▶ _DATA LISTING_:
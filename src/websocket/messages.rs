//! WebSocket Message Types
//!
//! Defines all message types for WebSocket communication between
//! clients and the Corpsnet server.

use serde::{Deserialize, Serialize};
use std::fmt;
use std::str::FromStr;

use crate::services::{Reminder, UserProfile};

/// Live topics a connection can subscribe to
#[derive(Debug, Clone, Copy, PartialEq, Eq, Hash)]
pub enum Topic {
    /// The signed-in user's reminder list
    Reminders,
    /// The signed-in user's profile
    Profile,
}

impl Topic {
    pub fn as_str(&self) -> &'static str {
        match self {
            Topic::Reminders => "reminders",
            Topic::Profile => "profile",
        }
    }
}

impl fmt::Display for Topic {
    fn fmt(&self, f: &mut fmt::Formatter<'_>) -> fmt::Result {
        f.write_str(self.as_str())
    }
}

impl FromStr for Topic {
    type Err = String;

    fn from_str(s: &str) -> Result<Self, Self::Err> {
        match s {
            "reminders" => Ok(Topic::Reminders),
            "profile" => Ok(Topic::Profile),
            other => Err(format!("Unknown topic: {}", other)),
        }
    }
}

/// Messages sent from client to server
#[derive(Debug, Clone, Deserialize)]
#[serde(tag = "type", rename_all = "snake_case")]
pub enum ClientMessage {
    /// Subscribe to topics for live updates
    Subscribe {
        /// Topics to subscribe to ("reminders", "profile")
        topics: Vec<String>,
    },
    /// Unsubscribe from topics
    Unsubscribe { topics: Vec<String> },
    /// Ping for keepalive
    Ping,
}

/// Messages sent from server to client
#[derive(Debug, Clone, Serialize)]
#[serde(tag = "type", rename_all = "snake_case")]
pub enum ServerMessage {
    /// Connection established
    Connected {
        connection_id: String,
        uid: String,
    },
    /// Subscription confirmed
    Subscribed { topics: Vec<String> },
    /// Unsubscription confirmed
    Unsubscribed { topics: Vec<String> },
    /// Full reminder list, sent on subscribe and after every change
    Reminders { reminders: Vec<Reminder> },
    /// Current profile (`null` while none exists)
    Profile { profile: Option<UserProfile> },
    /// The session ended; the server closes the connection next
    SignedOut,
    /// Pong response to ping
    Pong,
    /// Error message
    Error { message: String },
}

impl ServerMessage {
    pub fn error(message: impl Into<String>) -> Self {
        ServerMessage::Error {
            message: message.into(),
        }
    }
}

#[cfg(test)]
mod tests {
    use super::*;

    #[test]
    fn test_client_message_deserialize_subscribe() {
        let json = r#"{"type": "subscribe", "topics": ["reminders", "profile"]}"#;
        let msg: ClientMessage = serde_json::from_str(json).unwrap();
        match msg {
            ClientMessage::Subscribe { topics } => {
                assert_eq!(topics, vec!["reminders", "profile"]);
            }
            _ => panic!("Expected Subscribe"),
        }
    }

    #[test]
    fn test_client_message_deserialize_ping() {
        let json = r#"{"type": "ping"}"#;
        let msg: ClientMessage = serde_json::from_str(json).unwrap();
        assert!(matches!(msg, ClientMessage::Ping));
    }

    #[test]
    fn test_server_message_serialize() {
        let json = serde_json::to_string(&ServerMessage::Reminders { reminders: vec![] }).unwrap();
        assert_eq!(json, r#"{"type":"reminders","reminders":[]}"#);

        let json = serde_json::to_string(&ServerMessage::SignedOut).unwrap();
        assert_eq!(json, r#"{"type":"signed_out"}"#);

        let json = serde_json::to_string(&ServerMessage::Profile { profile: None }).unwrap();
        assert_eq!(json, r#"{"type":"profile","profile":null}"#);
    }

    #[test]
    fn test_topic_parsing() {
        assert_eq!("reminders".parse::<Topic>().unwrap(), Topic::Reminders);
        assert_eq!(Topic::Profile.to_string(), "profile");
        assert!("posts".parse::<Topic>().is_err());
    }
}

▶ _THE PROBLEM_:
Extract all lines of the records above that include "sent".

▶ _TASK RESULT_:
/// Messages sent from client to server
/// Messages sent from server to client
    /// Full reminder list, sent on subscribe and after every change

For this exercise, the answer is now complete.